Top 12 Gen Douglas Macarthur Sayings
#1. Truman fired the popular Gen. Douglas MacArthur because he disobeyed orders in the Korean War. Johnson knew that he had reached the endgame in Vietnam when Gen. William Westmoreland, the top commander in Vietnam, requested 240,000 more troops in 1968 for the prolonged war that also could not be won.
Helen Thomas
#2. It is true that despite occasional gleams of Churchillian eloquence he [Gen. Douglas MacArthur] usually spoke poorly. He was far more effective in conversations a deux. But those who dismiss him as shallow because his rhetoric was fustian err.
William Manchester
#3. He [Gen. Douglas MacArthur] never went to church, but he read the Bible every day and regarded himself as one of the world's two great defenders of Christendom. (The other was the pope.)
William Manchester
#4. His [Gen.

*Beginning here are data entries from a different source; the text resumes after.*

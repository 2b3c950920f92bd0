// SPDX-License-Identifier: Apache-2.0 OR MIT
// Copyright (c) 2025-2026 naskel.com

//! Encode walker shared by serialize, size computation and key extraction.

use super::{flat_len, nesting_too_deep, root_stream, sub_stream, Trail, MAX_NESTING_DEPTH};
use crate::config::WireConfig;
use crate::descriptor::TopicDescriptor;
use crate::error::{ConfigError, MarshalError, Result};
use crate::ops::{instructions, Instruction, Leaf, Op, Shape, StreamId, ROOT_STREAM};
use crate::reflect::{Elements, FieldRef, Primitive, Reflect};
use crate::ser::{CdrWriter, Sink};

pub(super) struct Encoder<'d, S> {
    desc: &'d TopicDescriptor,
    wire: &'d WireConfig,
    out: CdrWriter<S>,
}

impl<'d, S: Sink> Encoder<'d, S> {
    pub(super) fn new(desc: &'d TopicDescriptor, wire: &'d WireConfig, out: CdrWriter<S>) -> Self {
        Self { desc, wire, out }
    }

    /// Bytes produced so far.
    pub(super) fn position(&self) -> usize {
        self.out.position()
    }

    /// Encode the whole instance.
    pub(super) fn root(&mut self, instance: &dyn Reflect) -> Result<()> {
        let words = root_stream(self.desc)?;
        self.stream(ROOT_STREAM, words, instance, &Trail::Root, 0)
    }

    /// Encode the key fields only, in declared key order.
    pub(super) fn keys(&mut self, instance: &dyn Reflect) -> Result<()> {
        let keys = self.desc.key_instructions().map_err(|err| self.config(err))?;
        for insn in &keys {
            self.field(ROOT_STREAM, insn, instance, &Trail::Root, 0)?;
        }
        Ok(())
    }

    /// Check that the root fields have the kinds and array lengths the stream
    /// expects, without descending into structures or writing anything.
    pub(super) fn root_layout(&self, instance: &dyn Reflect) -> Result<()> {
        let words = root_stream(self.desc)?;
        let root = Trail::Root;
        for insn in instructions(ROOT_STREAM, words) {
            let insn = insn.map_err(|err| self.config(err))?;
            let here = root.field(insn.field);
            let value = instance
                .field(insn.field)
                .ok_or_else(|| self.config(ConfigError::MissingField { field: here.path() }))?;
            let fits = match (&insn.shape, &value) {
                (Shape::Single(Leaf::Prim(kind)), FieldRef::Prim(prim)) => prim.kind() == Some(*kind),
                (Shape::Single(Leaf::Bool), FieldRef::Prim(Primitive::Bool(_)))
                | (Shape::Single(Leaf::String { .. }), FieldRef::Str(_))
                | (Shape::Single(Leaf::Struct(_)), FieldRef::Struct(_))
                | (Shape::Sequence(_), FieldRef::Sequence(_)) => true,
                (Shape::Array { count, .. }, FieldRef::Array(items)) => {
                    let found = flat_len(*items);
                    if found != *count as usize {
                        return Err(self.config(ConfigError::ArrayCountMismatch {
                            field: here.path(),
                            declared: *count,
                            found,
                        }));
                    }
                    true
                }
                _ => false,
            };
            if !fits {
                return Err(self.config(ConfigError::LayoutMismatch {
                    field: here.path(),
                    expected: insn.shape.to_string(),
                    found: value.kind_name(),
                }));
            }
        }
        Ok(())
    }

    fn config(&self, err: ConfigError) -> MarshalError {
        MarshalError::config(&self.desc.type_name, err)
    }

    fn stream(
        &mut self,
        stream: StreamId,
        words: &'d [u32],
        instance: &dyn Reflect,
        trail: &Trail<'_>,
        depth: usize,
    ) -> Result<()> {
        if depth > MAX_NESTING_DEPTH {
            return Err(nesting_too_deep(trail, self.out.position()));
        }
        let mut pc = 0;
        loop {
            match Op::decode(stream, words, pc).map_err(|err| self.config(err))? {
                Op::Return => return Ok(()),
                Op::Field(insn) => {
                    self.field(stream, &insn, instance, trail, depth)?;
                    pc += insn.len;
                }
            }
        }
    }

    fn field(
        &mut self,
        stream: StreamId,
        insn: &Instruction,
        instance: &dyn Reflect,
        trail: &Trail<'_>,
        depth: usize,
    ) -> Result<()> {
        let here = trail.field(insn.field);
        let value = instance
            .field(insn.field)
            .ok_or_else(|| self.config(ConfigError::MissingField { field: here.path() }))?;

        match (&insn.shape, value) {
            (Shape::Single(leaf), value) => self.leaf(stream, insn, leaf, value, &here, depth),
            (Shape::Sequence(leaf), FieldRef::Sequence(items)) => {
                let len = items.len();
                if len > self.wire.max_sequence_len as usize {
                    return Err(MarshalError::MalformedLength {
                        field: here.path(),
                        offset: self.out.position(),
                        length: len as u64,
                        reason: "sequence longer than max_sequence_len",
                    });
                }
                self.out.write_u32(len as u32);
                for idx in 0..len {
                    let at = here.index(idx);
                    let item = items
                        .element(idx)
                        .ok_or_else(|| self.config(ConfigError::MissingField { field: at.path() }))?;
                    self.leaf(stream, insn, leaf, item, &at, depth)?;
                }
                Ok(())
            }
            (Shape::Array { leaf, count }, FieldRef::Array(items)) => {
                let found = flat_len(items);
                if found != *count as usize {
                    return Err(self.config(ConfigError::ArrayCountMismatch {
                        field: here.path(),
                        declared: *count,
                        found,
                    }));
                }
                let mut next = 0;
                self.array(stream, insn, leaf, items, &here, &mut next, depth)
            }
            (shape, value) => Err(self.config(ConfigError::LayoutMismatch {
                field: here.path(),
                expected: shape.to_string(),
                found: value.kind_name(),
            })),
        }
    }

    /// Elements of a (possibly nested) array in row-major order.
    #[allow(clippy::too_many_arguments)]
    fn array(
        &mut self,
        stream: StreamId,
        insn: &Instruction,
        leaf: &Leaf,
        items: &dyn Elements,
        here: &Trail<'_>,
        next: &mut usize,
        depth: usize,
    ) -> Result<()> {
        for idx in 0..items.len() {
            match items.element(idx) {
                Some(FieldRef::Array(inner)) => {
                    self.array(stream, insn, leaf, inner, here, next, depth)?;
                }
                Some(value) => {
                    self.leaf(stream, insn, leaf, value, &here.index(*next), depth)?;
                    *next += 1;
                }
                None => {
                    return Err(self.config(ConfigError::MissingField {
                        field: here.index(*next).path(),
                    }))
                }
            }
        }
        Ok(())
    }

    fn leaf(
        &mut self,
        stream: StreamId,
        insn: &Instruction,
        leaf: &Leaf,
        value: FieldRef<'_>,
        trail: &Trail<'_>,
        depth: usize,
    ) -> Result<()> {
        match (leaf, value) {
            (Leaf::Prim(kind), FieldRef::Prim(prim)) if prim.kind() == Some(*kind) => {
                self.out.write_prim(prim);
                Ok(())
            }
            (Leaf::Bool, FieldRef::Prim(prim @ Primitive::Bool(_))) => {
                self.out.write_prim(prim);
                Ok(())
            }
            (Leaf::String { bound }, FieldRef::Str(text)) => self.string(text, *bound, trail),
            (Leaf::Struct(target), FieldRef::Struct(inner)) => {
                let words = sub_stream(self.desc, stream, insn, *target)?;
                self.stream(*target, words, inner, trail, depth + 1)
            }
            (leaf, value) => Err(self.config(ConfigError::LayoutMismatch {
                field: trail.path(),
                expected: leaf.to_string(),
                found: value.kind_name(),
            })),
        }
    }

    fn string(&mut self, text: &str, bound: Option<u32>, trail: &Trail<'_>) -> Result<()> {
        let offset = self.out.position();
        if text.as_bytes().contains(&0) {
            return Err(MarshalError::InvalidEncoding {
                field: trail.path(),
                offset,
                reason: "string contains an interior NUL".into(),
            });
        }
        let chars = text.len();
        if bound.is_some_and(|bound| chars > bound as usize) {
            return Err(MarshalError::MalformedLength {
                field: trail.path(),
                offset,
                length: chars as u64,
                reason: "string longer than its bound",
            });
        }
        // The prefix counts the NUL.
        if chars >= self.wire.max_string_len as usize {
            return Err(MarshalError::MalformedLength {
                field: trail.path(),
                offset,
                length: chars as u64 + 1,
                reason: "string longer than max_string_len",
            });
        }
        self.out.write_string(text);
        Ok(())
    }
}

Douglas MacArthur's] own heroes were Lincoln and Washington, and in some ways he resembled them.
William Manchester
#5. He [Gen. Douglas MacArthur] was a great thundering paradox of a man, noble and ignoble, inspiring and outrageous, arrogant and shy, the best of men and the worst of men, the most protean, most ridiculous, and most sublime.
William Manchester
#7. Information can perhaps be useful as a support-stick and help you cross the way ... but if you want to find your way in the darkness, only knowledge can forge that path for you ... only knowledge.
Narendra Modi
#8. It's all a risk. Always. That's not true, actually. The only exception: it's a certainty that there's risk. The safer you play your plans for the future, the riskier it actually is. That's because the world is certainly, definitely, and more than possibly changing.
Seth Godin
#9. Why are liberals who want the government to regulate their health care upset that the government wants to regulate their internet?
Andrew Napolitano
#10. Year last past (supernaturally deficient in originality) rapped out theirs. Mere messages in the earthly order of events had lately come to the English Crown and People, from a congress of British subjects in America: which, strange
Charles Dickens
#11. The clear suggestion is that there ought not to be civilian control of the military. What have callow noncombatants giving brisk orders to grizzled soldiers? How could Lincoln have fired the slavery-loving Gen. George B. McClellan, or Truman dismissed the glorious Douglas MacArthur?
Christopher Hitchens
#12. I did an A Level in Theatre Studies and had a really inspirational teacher, and then I just went on to university.